# BMWhat Carly Killed Lighting System



## Directorusa (Sep 24, 2015)

I'm not sure anyone else has had problems with BMW Carly, but I've been having issues with it ever since I received it. And yes, I have their Carly bluetooth adapter.
But, as the title says, my lighting system (FRM in the app) has failed while I was loading from the Carly app. I simply wanted to change the turn signal blinks back from 1 blink to 3 blinks (I actually never changed this in the app - it apparently changed it on its own when I loaded it the 1st time). And that is when I got the error message and practically none of the electronic components work (windows, interior lighting, etc.).
I tried to do a backup but the app keeps giving me a failure to communicate with the FRM. I disconnected the negative battery over night with no success and the battery is fully charged.

Has this happened to anyone?
Need help please.


----------



## BigGreeneGuy (Mar 31, 2009)

Have you tried contacting the software creator?

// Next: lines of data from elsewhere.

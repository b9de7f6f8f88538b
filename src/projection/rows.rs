//! Projection output structures

use serde::{Deserialize, Serialize};

/// Variance-to-plan percentage: (actual / baseline - 1) * 100.
/// None when the baseline is zero.
pub fn variance_to_plan(actual: f64, baseline: f64) -> Option<f64> {
    if baseline == 0.0 {
        None
    } else {
        Some((actual / baseline - 1.0) * 100.0)
    }
}

/// One year of projected financials under a scenario.
///
/// Ratios that would divide by zero carry None instead; extreme variances can
/// legitimately drive revenue or homes to zero (or negative), and the engine
/// stays total.
#[derive(Debug, Clone, PartialEq, Serialize, Deserialize)]
pub struct ProjectionRow {
    /// Period label ("Year 1")
    pub year: String,
    /// Zero-based year index
    pub year_index: usize,

    /// Homes processed after volume variance
    pub adjusted_homes: f64,
    /// Recovery rate after yield variance
    pub adjusted_recovery: f64,
    /// Sellable board feet: homes * board feet per home * recovery
    pub total_board_feet: f64,

    /// Lumber sales after price variance
    pub lumber_revenue: f64,
    /// Tipping fees (after tipping variance) plus materials fees
    pub other_revenue: f64,
    /// Lumber plus other revenue
    pub total_revenue: f64,

    /// Direct costs after volume and cost variance
    pub direct_costs: f64,
    /// Total revenue minus direct costs
    pub gross_margin: f64,
    /// Gross margin as a percent of revenue; None at zero revenue
    pub margin_percent: Option<f64>,
    /// Total revenue per home processed; None at zero homes
    pub revenue_per_home: Option<f64>,

    /// The plan revenue target for this year, for variance comparison
    pub baseline_revenue: f64,
    /// Fixed external inflow for this year
    pub non_operating_inflow: f64,
    /// Gross margin plus non-operating inflow
    pub total_cash_inflow: f64,
}

/// Complete scenario evaluation output
#[derive(Debug, Clone, PartialEq, Serialize, Deserialize)]
pub struct ProjectionResult {
    /// One row per plan year, in year order
    pub rows: Vec<ProjectionRow>,
}

impl ProjectionResult {
    pub fn new() -> Self {
        Self { rows: Vec::new() }
    }

    /// Add a projection row
    pub fn add_row(&mut self, row: ProjectionRow) {
        self.rows.push(row);
    }

    /// Derived aggregate metrics over all years
    pub fn summary(&self) -> ProjectionSummary {
        let cumulative_revenue: f64 = self.rows.iter().map(|r| r.total_revenue).sum();
        let cumulative_margin: f64 = self.rows.iter().map(|r| r.gross_margin).sum();
        let cumulative_cash_inflow: f64 = self.rows.iter().map(|r| r.total_cash_inflow).sum();

        let last = self.rows.last();
        let final_year_revenue = last.map(|r| r.total_revenue).unwrap_or(0.0);
        let final_year_margin = last.map(|r| r.gross_margin).unwrap_or(0.0);
        let final_year_variance_to_plan =
            last.and_then(|r| variance_to_plan(r.total_revenue, r.baseline_revenue));
        let final_year_margin_percent = last.and_then(|r| r.margin_percent);
        let final_year_revenue_per_home = last.and_then(|r| r.revenue_per_home);

        ProjectionSummary {
            years: self.rows.len(),
            cumulative_revenue,
            cumulative_margin,
            cumulative_cash_inflow,
            final_year_revenue,
            final_year_margin,
            final_year_variance_to_plan,
            final_year_margin_percent,
            final_year_revenue_per_home,
        }
    }
}

impl Default for ProjectionResult {
    fn default() -> Self {
        Self::new()
    }
}

/// Aggregate metrics for the KPI ribbon
#[derive(Debug, Clone, PartialEq, Serialize, Deserialize)]
pub struct ProjectionSummary {
    pub years: usize,
    pub cumulative_revenue: f64,
    pub cumulative_margin: f64,
    pub cumulative_cash_inflow: f64,
    pub final_year_revenue: f64,
    pub final_year_margin: f64,
    pub final_year_variance_to_plan: Option<f64>,
    pub final_year_margin_percent: Option<f64>,
    pub final_year_revenue_per_home: Option<f64>,
}

#[cfg(test)]
mod tests {
    use super::*;
    use approx::assert_relative_eq;

    #[test]
    fn test_variance_to_plan() {
        assert_relative_eq!(variance_to_plan(110.0, 100.0).unwrap(), 10.0);
        assert_relative_eq!(variance_to_plan(90.0, 100.0).unwrap(), -10.0);
        assert_eq!(variance_to_plan(100.0, 0.0), None);
    }

    #[test]
    fn test_empty_result_summary() {
        let summary = ProjectionResult::new().summary();

        assert_eq!(summary.years, 0);
        assert_eq!(summary.cumulative_revenue, 0.0);
        assert_eq!(summary.final_year_variance_to_plan, None);
        assert_eq!(summary.final_year_margin_percent, None);
    }
}
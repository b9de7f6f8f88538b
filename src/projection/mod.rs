//! Projection engine and output rows for scenario evaluation

mod engine;
mod rows;

pub use engine::ProjectionEngine;
pub use rows::{variance_to_plan, ProjectionResult, ProjectionRow, ProjectionSummary};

Usually you get a response quickly.


Also, I have never had it write to the system on it's own so not sure what happened there. For me, it reads what is currently programmed to the car.

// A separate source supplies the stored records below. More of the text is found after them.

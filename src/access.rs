//! Access control collaborator
//!
//! The credential travels with each request; no ambient "already
//! authenticated" state is held anywhere.

/// Per-request access decision
pub trait AccessGate {
    /// Accept or reject a caller-supplied credential
    fn authorize(&self, credential: &str) -> bool;
}

/// Gate backed by a single shared secret
#[derive(Debug, Clone)]
pub struct SharedSecretGate {
    secret: String,
}

impl SharedSecretGate {
    pub fn new(secret: impl Into<String>) -> Self {
        Self {
            secret: secret.into(),
        }
    }
}

impl AccessGate for SharedSecretGate {
    fn authorize(&self, credential: &str) -> bool {
        let a = credential.as_bytes();
        let b = self.secret.as_bytes();
        if a.len() != b.len() {
            return false;
        }
        // Full-width comparison, no early exit
        a.iter().zip(b).fold(0u8, |acc, (x, y)| acc | (x ^ y)) == 0
    }
}

#[cfg(test)]
mod tests {
    use super::*;

    #[test]
    fn test_accepts_matching_secret() {
        let gate = SharedSecretGate::new("timber-gold");
        assert!(gate.authorize("timber-gold"));
    }

    #[test]
    fn test_rejects_wrong_or_empty_credential() {
        let gate = SharedSecretGate::new("timber-gold");
        assert!(!gate.authorize("timber-g0ld"));
        assert!(!gate.authorize("timber-gold "));
        assert!(!gate.authorize(""));
    }
}
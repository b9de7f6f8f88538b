//! Core scenario calculation: variance multipliers over the calibrated plan
//!
//! Pure and total. Variance deltas arrive unclamped; impossible scenarios
//! (negative homes, negative revenue) are valid exploratory outputs, not
//! errors. The only guarded condition is division by zero on the ratio
//! fields, which become None.

use crate::baseline::BaselineModel;
use crate::scenario::{ScenarioParameters, ScenarioSchedule};

use super::rows::{ProjectionResult, ProjectionRow};

/// Stateless projection engine over a baseline model
#[derive(Debug, Clone)]
pub struct ProjectionEngine {
    baseline: BaselineModel,
}

impl ProjectionEngine {
    /// Create an engine over the given baseline
    pub fn new(baseline: BaselineModel) -> Self {
        Self { baseline }
    }

    /// Reference to the underlying baseline
    pub fn baseline(&self) -> &BaselineModel {
        &self.baseline
    }

    /// Evaluate a schedule, producing one row per plan year in order
    pub fn project(&self, schedule: &ScenarioSchedule) -> ProjectionResult {
        let mut result = ProjectionResult::new();
        for year in 0..self.baseline.year_count() {
            let params = schedule.params_for(year);
            result.add_row(self.project_year(year, &params));
        }
        result
    }

    /// Evaluate a single plan year under one parameter set
    pub fn project_year(&self, year: usize, params: &ScenarioParameters) -> ProjectionRow {
        let b = &self.baseline;

        let adjusted_homes = b.base_homes[year] * params.volume_multiplier();
        let adjusted_recovery = b.base_recovery[year] * params.yield_multiplier();
        let total_board_feet = adjusted_homes * b.board_feet_per_home * adjusted_recovery;

        let lumber_revenue =
            b.pricing
                .lumber_revenue(total_board_feet, year, params.price_multiplier());

        // Materials fees track volume only; tipping fees also take the
        // negotiating-power variance
        let other_revenue = adjusted_homes * b.tipping_fee_per_home * params.tipping_multiplier()
            + adjusted_homes * b.materials_fee_per_home;

        let total_revenue = lumber_revenue + other_revenue;

        // Direct costs are home-driven, so volume scales them alongside the
        // cost variance in both calibration modes
        let direct_costs =
            b.direct_cost_basis(year) * params.volume_multiplier() * params.cost_multiplier();

        let gross_margin = total_revenue - direct_costs;

        let margin_percent = if total_revenue == 0.0 {
            None
        } else {
            Some(gross_margin / total_revenue * 100.0)
        };
        let revenue_per_home = if adjusted_homes == 0.0 {
            None
        } else {
            Some(total_revenue / adjusted_homes)
        };

        let non_operating_inflow = b.non_operating_inflow[year];

        ProjectionRow {
            year: b.years[year].clone(),
            year_index: year,
            adjusted_homes,
            adjusted_recovery,
            total_board_feet,
            lumber_revenue,
            other_revenue,
            total_revenue,
            direct_costs,
            gross_margin,
            margin_percent,
            revenue_per_home,
            baseline_revenue: b.base_revenue_target[year],
            non_operating_inflow,
            total_cash_inflow: gross_margin + non_operating_inflow,
        }
    }
}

Had anyone messed with your FRM prior to you? New car/Used?


----------



## Directorusa (Sep 24, 2015)

Yes. I am still waiting for a response from Carly people.

No one has messed with it since I have owned it which is about 1.5 years.
It actually crashed while I was loading the coding from Carly app.
Someone else posted about this happening with Carly also back on 9-18-15 over on e90post forum. I am eagerly awaiting his response as I have asked if he has fixed.

Thanks


----------



## Directorusa (Sep 24, 2015)

I can't imagine this having any relation, but I had just filled the DEF tank up and was clearing that code as well in the Carly app before doing the turn signal coding.


----------



## Directorusa (Sep 24, 2015)

Update:
I am getting news that this app is causing others issues as well over on the e90post forum. Still waiting for BMWhat Carly app developer to reply to my issue. I am pretty steamed about this as I had planned to do a 500 mile round trip today. 
I will try to keep this thread updated with any news.
Thanks.


----------



## grussell (Feb 2, 2014)

Did you run diagnostics? Do you have codes? Did you battery voltage drop too low while coding? I ask as my battery voltage dropped below 12v while I was coding the FRM and it bricked it. Even an Indy shop was unable to communicate with the FRM with their equipment. I have coded the replacement FRM about 2 dozen times since all with my engine running since with no issues. Also coded my sons e92 and my wifes Mini R55.


----------



## BigGreeneGuy (Mar 31, 2009)

Sounds to me like you lost voltage or had a break in communication. Wifi isn't 100% connected and you always have the option of picking up a bad packet or two. The amount of noise in a wifi signal is insane because it is shared. 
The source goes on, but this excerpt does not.